Mountain in the country of the United States

Harrower Peak (13057 ft) is located in the northern Wind River Range in the U.S. state of Wyoming, and it is the 28th tallest mountain in the state. Harrower Peak is in the Bridger Wilderness of Bridger-Teton National Forest and the Harrower Glacier is less than .50 mi northeast of the peak. Harrower Peak is named after the late James King Harrower of Pinedale, Wyoming, who was a prominent wilderness and wildlife advocate, forest ranger, game warden, and regional historian.

==Hazards==

Encountering bears is a concern in the Wind River Range. There are other concerns as well, including bugs, wildfires, adverse snow conditions and nighttime cold temperatures.
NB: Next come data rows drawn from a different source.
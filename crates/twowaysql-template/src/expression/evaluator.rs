//! Variable resolution and `IF` condition evaluation.
//!
//! A [`Scope`] resolves dotted paths against the parameter object and the
//! active loop elements, then evaluates conditions to booleans. Literals in a
//! comparison take the type of the value they are compared with, so
//! `pmb.code == 8` compares as a string when `code` is a string property.

use std::borrow::Cow;
use std::cmp::Ordering;

use chrono::{NaiveDate, NaiveDateTime};
use twowaysql_model::value::DATE_FORMAT;
use twowaysql_model::{ParameterObject, ParameterValue};

use super::ast::{CompareOp, Expr, Literal, LogicalOp, Method, Operand, PropertyPath};
use super::parser::ExpressionError;

/// Name of the loop variable inside `FOR` blocks.
pub const CURRENT_VARIABLE: &str = "#current";

static NULL: ParameterValue = ParameterValue::Null;

// ---------------------------------------------------------------------------
// Scope
// ---------------------------------------------------------------------------

/// One active `FOR` iteration.
#[derive(Debug, Clone, Copy)]
pub struct LoopFrame<'a> {
    /// The element bound to `#current`.
    pub element: &'a ParameterValue,
    /// Zero-based position of the element.
    pub index: usize,
    /// Length of the list being iterated.
    pub len: usize,
}

impl LoopFrame<'_> {
    /// Whether this is the first element.
    #[must_use]
    pub fn is_first(&self) -> bool {
        self.index == 0
    }

    /// Whether this is the last element.
    #[must_use]
    pub fn is_last(&self) -> bool {
        self.index + 1 == self.len
    }
}

/// Variable scope for one evaluation: the parameter object under its alias,
/// plus a stack of loop frames for `#current`.
#[derive(Debug)]
pub struct Scope<'a> {
    root_alias: &'a str,
    parameters: &'a ParameterObject,
    loops: Vec<LoopFrame<'a>>,
}

enum Cursor<'a> {
    Root,
    Value(&'a ParameterValue),
}

impl<'a> Scope<'a> {
    /// Create a scope exposing `parameters` under `root_alias`.
    #[must_use]
    pub fn new(root_alias: &'a str, parameters: &'a ParameterObject) -> Self {
        Self {
            root_alias,
            parameters,
            loops: Vec::new(),
        }
    }

    /// Enter a loop iteration.
    pub fn push_loop(&mut self, frame: LoopFrame<'a>) {
        self.loops.push(frame);
    }

    /// Leave the innermost loop iteration.
    pub fn pop_loop(&mut self) {
        self.loops.pop();
    }

    /// The innermost loop iteration, if inside a `FOR` block.
    #[must_use]
    pub fn current_loop(&self) -> Option<&LoopFrame<'a>> {
        self.loops.last()
    }

    fn not_found(&self, path: &PropertyPath) -> ExpressionError {
        ExpressionError::PropertyNotFound {
            path: path.to_string(),
            type_name: self.parameters.type_name.clone(),
        }
    }

    /// Resolve a dotted path to a value.
    ///
    /// The first segment is the root alias, `#current`, or a top-level
    /// property of the parameter object. A null anywhere along the path
    /// resolves the whole path to null.
    ///
    /// # Errors
    ///
    /// Returns `PropertyNotFound` if a segment does not exist, or
    /// `TypeMismatch` if the path names the parameter object itself.
    pub fn resolve(&self, path: &PropertyPath) -> Result<&'a ParameterValue, ExpressionError> {
        let root = path.root();
        let mut cursor = if root == self.root_alias {
            Cursor::Root
        } else if root == CURRENT_VARIABLE {
            let frame = self.loops.last().ok_or_else(|| self.not_found(path))?;
            Cursor::Value(frame.element)
        } else {
            Cursor::Value(self.parameters.get(root).ok_or_else(|| self.not_found(path))?)
        };

        for segment in path.segments.iter().skip(1) {
            cursor = match cursor {
                Cursor::Root => Cursor::Value(
                    self.parameters
                        .get(segment)
                        .ok_or_else(|| self.not_found(path))?,
                ),
                Cursor::Value(ParameterValue::Null) => return Ok(&NULL),
                Cursor::Value(value) => Cursor::Value(
                    value.property(segment).ok_or_else(|| self.not_found(path))?,
                ),
            };
        }

        match cursor {
            Cursor::Value(value) => Ok(value),
            Cursor::Root => Err(ExpressionError::TypeMismatch {
                message: format!(
                    "{path} is the {} parameter object itself, not a property",
                    self.parameters.type_name
                ),
            }),
        }
    }

    // -----------------------------------------------------------------------
    // Condition evaluation
    // -----------------------------------------------------------------------

    /// Evaluate a condition to `true` or `false`.
    ///
    /// # Errors
    ///
    /// Returns `ExpressionError` if a path does not resolve, operand types
    /// cannot be compared, or a bare operand is not a boolean.
    pub fn evaluate(&self, expr: &Expr) -> Result<bool, ExpressionError> {
        match expr {
            Expr::Compare { left, op, right } => self.eval_compare(left, *op, right),
            Expr::Logical { op, left, right } => self.eval_logical(*op, left, right),
            Expr::Not(inner) => self.evaluate(inner).map(|v| !v),
            Expr::Operand(operand) => match self.resolve_operand(operand)?.as_ref() {
                ParameterValue::Bool(b) => Ok(*b),
                _ => Err(ExpressionError::NotBoolean {
                    expression: operand.to_string(),
                }),
            },
        }
    }

    fn eval_logical(&self, op: LogicalOp, left: &Expr, right: &Expr) -> Result<bool, ExpressionError> {
        match op {
            LogicalOp::And => Ok(self.evaluate(left)? && self.evaluate(right)?),
            LogicalOp::Or => Ok(self.evaluate(left)? || self.evaluate(right)?),
        }
    }

    fn eval_compare(
        &self,
        left: &Operand,
        op: CompareOp,
        right: &Operand,
    ) -> Result<bool, ExpressionError> {
        let (lv, rv) = match (left, right) {
            (Operand::Literal(l), Operand::Literal(r)) => {
                (Cow::Owned(literal_value(l)?), Cow::Owned(literal_value(r)?))
            }
            (Operand::Literal(l), other) => {
                let rv = self.resolve_operand(other)?;
                (Cow::Owned(coerce_literal(l, &rv)?), rv)
            }
            (other, Operand::Literal(r)) => {
                let lv = self.resolve_operand(other)?;
                let rv = coerce_literal(r, &lv)?;
                (lv, Cow::Owned(rv))
            }
            (l, r) => (self.resolve_operand(l)?, self.resolve_operand(r)?),
        };
        compare_values(&lv, &rv, op)
    }

    fn resolve_operand(&self, operand: &Operand) -> Result<Cow<'a, ParameterValue>, ExpressionError> {
        match operand {
            Operand::Literal(lit) => literal_value(lit).map(Cow::Owned),
            Operand::Path(path) => self.resolve(path).map(Cow::Borrowed),
            Operand::Method { path, method } => {
                let value = self.resolve(path)?;
                apply_method(path, *method, value).map(Cow::Owned)
            }
        }
    }
}

// ---------------------------------------------------------------------------
// Helpers
// ---------------------------------------------------------------------------

fn apply_method(
    path: &PropertyPath,
    method: Method,
    value: &ParameterValue,
) -> Result<ParameterValue, ExpressionError> {
    let size = match value {
        ParameterValue::List(items) => Some(items.len()),
        ParameterValue::String(s) => Some(s.chars().count()),
        ParameterValue::Object(m) => Some(m.len()),
        ParameterValue::Null => None,
        other => {
            return Err(ExpressionError::TypeMismatch {
                message: format!("{method}() does not apply to {path} of type {}", other.type_name()),
            });
        }
    };
    match (method, size) {
        (Method::Size, Some(n)) => Ok(ParameterValue::Integer(
            i64::try_from(n).unwrap_or(i64::MAX),
        )),
        (Method::Size, None) => Err(ExpressionError::TypeMismatch {
            message: format!("size() called on null {path}"),
        }),
        (Method::IsEmpty, n) => Ok(ParameterValue::Bool(n.is_none_or(|n| n == 0))),
        (Method::IsNotEmpty, n) => Ok(ParameterValue::Bool(n.is_some_and(|n| n > 0))),
    }
}

fn parse_number(text: &str) -> Option<ParameterValue> {
    text.parse::<i64>()
        .map(ParameterValue::Integer)
        .ok()
        .or_else(|| text.parse::<f64>().ok().map(ParameterValue::Decimal))
}

fn literal_value(lit: &Literal) -> Result<ParameterValue, ExpressionError> {
    match lit {
        Literal::Null => Ok(ParameterValue::Null),
        Literal::Bool(b) => Ok(ParameterValue::Bool(*b)),
        Literal::String(s) => Ok(ParameterValue::String(s.clone())),
        Literal::Number(n) => parse_number(n).ok_or_else(|| ExpressionError::TypeMismatch {
            message: format!("invalid number literal {n}"),
        }),
    }
}

fn parse_timestamp(text: &str) -> Option<NaiveDateTime> {
    NaiveDateTime::parse_from_str(text, "%Y-%m-%d %H:%M:%S%.f")
        .or_else(|_| NaiveDateTime::parse_from_str(text, "%Y-%m-%dT%H:%M:%S%.f"))
        .ok()
        .or_else(|| {
            NaiveDate::parse_from_str(text, DATE_FORMAT)
                .ok()
                .and_then(|d| d.and_hms_opt(0, 0, 0))
        })
}

/// Convert a literal to the type of the value it is compared with.
fn coerce_literal(lit: &Literal, target: &ParameterValue) -> Result<ParameterValue, ExpressionError> {
    let mismatch = || ExpressionError::TypeMismatch {
        message: format!("literal {lit} cannot be compared with {}", target.type_name()),
    };
    match (lit, target) {
        (Literal::Number(n), ParameterValue::String(_)) => Ok(ParameterValue::String(n.clone())),
        (Literal::String(s), ParameterValue::Integer(_) | ParameterValue::Decimal(_)) => {
            parse_number(s.trim()).ok_or_else(mismatch)
        }
        (Literal::String(s), ParameterValue::Date(_)) => NaiveDate::parse_from_str(s, DATE_FORMAT)
            .map(ParameterValue::Date)
            .map_err(|_| mismatch()),
        (Literal::String(s), ParameterValue::Timestamp(_)) => {
            parse_timestamp(s).map(ParameterValue::Timestamp).ok_or_else(mismatch)
        }
        (Literal::String(s), ParameterValue::Bool(_)) => {
            s.parse::<bool>().map(ParameterValue::Bool).map_err(|_| mismatch())
        }
        _ => literal_value(lit),
    }
}

fn ordering_of(a: &ParameterValue, b: &ParameterValue) -> Option<Ordering> {
    match (a, b) {
        (ParameterValue::String(x), ParameterValue::String(y)) => Some(x.cmp(y)),
        (ParameterValue::Integer(x), ParameterValue::Integer(y)) => Some(x.cmp(y)),
        (ParameterValue::Bool(x), ParameterValue::Bool(y)) => Some(x.cmp(y)),
        (ParameterValue::Date(x), ParameterValue::Date(y)) => Some(x.cmp(y)),
        (ParameterValue::Timestamp(x), ParameterValue::Timestamp(y)) => Some(x.cmp(y)),
        (ParameterValue::Date(x), ParameterValue::Timestamp(y)) => {
            x.and_hms_opt(0, 0, 0).map(|x| x.cmp(y))
        }
        (ParameterValue::Timestamp(x), ParameterValue::Date(y)) => {
            y.and_hms_opt(0, 0, 0).map(|y| x.cmp(&y))
        }
        _ if a.is_numeric() && b.is_numeric() => a.as_f64()?.partial_cmp(&b.as_f64()?),
        _ => None,
    }
}

/// Compare two resolved values. Null equals only null, and any ordering
/// comparison involving null is false.
fn compare_values(
    a: &ParameterValue,
    b: &ParameterValue,
    op: CompareOp,
) -> Result<bool, ExpressionError> {
    if a.is_null() || b.is_null() {
        let both = a.is_null() && b.is_null();
        return Ok(match op {
            CompareOp::Eq => both,
            CompareOp::Ne => !both,
            CompareOp::Lt | CompareOp::Le | CompareOp::Gt | CompareOp::Ge => false,
        });
    }

    if let Some(ord) = ordering_of(a, b) {
        return Ok(match op {
            CompareOp::Eq => ord == Ordering::Equal,
            CompareOp::Ne => ord != Ordering::Equal,
            CompareOp::Lt => ord == Ordering::Less,
            CompareOp::Le => ord != Ordering::Greater,
            CompareOp::Gt => ord == Ordering::Greater,
            CompareOp::Ge => ord != Ordering::Less,
        });
    }

    match (a, b, op) {
        (ParameterValue::List(_), ParameterValue::List(_), CompareOp::Eq)
        | (ParameterValue::Object(_), ParameterValue::Object(_), CompareOp::Eq) => Ok(a == b),
        (ParameterValue::List(_), ParameterValue::List(_), CompareOp::Ne)
        | (ParameterValue::Object(_), ParameterValue::Object(_), CompareOp::Ne) => Ok(a != b),
        _ => Err(ExpressionError::TypeMismatch {
            message: format!("cannot apply {op} to {} and {}", a.type_name(), b.type_name()),
        }),
    }
}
Importantly, there have been notable incidents, including accidental deaths, due to falls from steep cliffs (a misstep could be fatal in this class 4/5 terrain) and due to falling rocks, over the years, including 1993, 2007 (involving an experienced NOLS leader), 2015 and 2018. Other incidents include a seriously injured backpacker being airlifted near SquareTop Mountain in 2005, and a fatal hiker incident (from an apparent accidental fall) in 2006 that involved state search and rescue. The U.S. Forest Service does not offer updated aggregated records on the official number of fatalities in the Wind River Range.